Patients with repaired tetralogy of Fallot (TOF) experience increased rates of atrial tachyarrhythmias in adulthood. Our objective was to identify cardiac magnetic resonance (CMR) imaging parameters associated with sustained atrial arrhythmias in a large contemporary cohort of patients with repaired TOF.

Methods

Subjects with repaired TOF with a CMR performed at our institution between 2005-2012 and with clinical follow-up ≥ 1 year or with occurrence of the primary outcome were included. The primary outcome was defined as sustained atrial tachycardia (atrial flutter, atrial fibrillation, or supraventricular tachycardia undergoing arrhythmia-directed therapy), occurring after the index CMR.

Results

The cohort includes 365 subjects (median age 18.6 years), and consisted of TOF/ pulmonary stenosis (74%), TOF/pulmonary atresia (23%), and TOF/atrioventricular canal (3%).

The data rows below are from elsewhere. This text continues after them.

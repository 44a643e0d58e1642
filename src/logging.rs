use std::str::FromStr;

use tracing::metadata::LevelFilter;
use tracing_subscriber::{
    Layer, filter::FilterFn, prelude::__tracing_subscriber_SubscriberExt, util::SubscriberInitExt,
};

pub fn init() {
    let default = if cfg!(debug_assertions) {
        LevelFilter::TRACE
    } else {
        LevelFilter::INFO
    };

    let level = std::env::var("LOG_LEVEL").map_or(default, |level| {
        LevelFilter::from_str(level.as_str()).unwrap_or_else(|_| {
            eprintln!("Invalid log level specified {level}, defaulting to {default}");
            default
        })
    });

    tracing_subscriber::Registry::default()
        .with(
            tracing_subscriber::fmt::layer()
                .with_file(false)
                .with_line_number(false)
                .compact()
                .with_ansi(true)
                .with_timer(tracing_subscriber::fmt::time::ChronoUtc::rfc_3339())
                .with_filter(level)
                .with_filter(FilterFn::new(|metadata| {
                    metadata.target().starts_with("mailalive")
                })),
        )
        .init();
}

Over 50% of the subjects had undergone a transannular patch repair and 23% had undergone a palliative shunt procedure prior to complete repair. Median age of repair was 0.6 years (0.01 - 45.3 years). Of the 365 subjects, 23 (6%) reached the primary outcome (median age at outcome 30.7 years; median time from CMR to outcome 2.2 years). Univariate Cox proportional hazard regression models identified lower right atrial (RA) fractional area change (for a decrease of 10%, HR=1.86; 95% CI 1.14-3.03; p = 0.013), maximal RA volume index (for an increase of 5ml/m2, HR=1.10; 95% CI, 1.04- 1.17; P = 0.002), larger right ventricular (RV) end-diastolic volume (for a 3 standard deviation increase, HR=1.42; 95% CI, 1.04-1.94; P = 0.029), and less pulmonary regurgitation (PR) (for a 5% decrease, HR=1.14; 95% CI, 1.01-1.28; p = 0.03) as outcome predictors (Table 1). The degree of tricuspid regurgitation was not associated with the outcome.
Table 1

Predictors of Atrial Arrhythmias in Patients with Repaired TOF

CMR Variables

 

HR

95% CI

p value

C Index

Max RA volume index (mL/m2)

↑5

1.10

(1.04, 1.17)

0.002

0.604

Min RA volume index (mL/m2)

↑5

1.13

(1.06, 1.21)

<0.001

0.619

RA FAC (%)

↓10

1.86

(1.14, 3.03)

0.013

0.615

RA ejection fraction (%)

↓10

1.37

(1.01, 1.88)

0.046

0.596

RV diastolic volume z-score

↑3

1.42

(1.04, 1.94)

0.029

0.585

RV systolic volume z-score

↑3

1.25

(1.06, 1.48)

0.007

0.564

RV ejection fraction (%)

↓10

1.29

(0.88, 1.89)

0.19

0.446

RV mass z-score

↑3

1.31

(0.84, 2.04)

0.24

0.474

Tricuspid regurgitation (%)

↑5

1.11

(0.86, 1.44)

0.43

0.517

Pulmonary regurgitation (%)

↓5

1.14

(1.01, 1.28)

0.03

0.612

LV diastolic volume z-score

↑3

1.54

(0.96, 2.48)

0.07

0.621

LV systolic volume z-score

↑3

1.21

(0.9, 1.65)

0.21

0.593

LV ejection fraction (%)

↓10

1.16

(0.71, 1.89)

0.56

0.510

LV mass z-score

↑3

1.45

(0.97, 2.16)

0.07

0.581

FAC, fractional area change; HR, hazard ratio; LV, left ventricle; RA, right atrial; RV, right ventricle

Conclusions

Larger RA and RV size and lower RA function are predictive of atrial tachyarrhythmias in adults with repaired TOF. Given these findings, as well as a lower degree of PR in patients with atrial tachyarrhythmias suggests that a decrease in RV compliance may play a role in the outcome.

Funding

Higgins Family Noninvasive Research Fund at Boston Children's Hospital; The Lerner Research Award at Brigham and Women's Hospital.

Authors’ Affiliations

(1)
Cardiology, Boston Children's Hospital, Boston, MA, USA
(2)
Cardiology, Children's Hospital & Medical Center, Omaha, NE, USA

Copyright

© Valente et al; licensee BioMed Central Ltd. 2015

This article is published under license to BioMed Central Ltd. This is an Open Access article distributed under the terms of the Creative Commons Attribution License (http://creativecommons.org/licenses/by/4.0), which permits unrestricted use, distribution, and reproduction in any medium, provided the original work is properly cited. The Creative Commons Public Domain Dedication waiver (http://creativecommons.org/publicdomain/zero/1.0/) applies to the data made available in this article, unless otherwise stated.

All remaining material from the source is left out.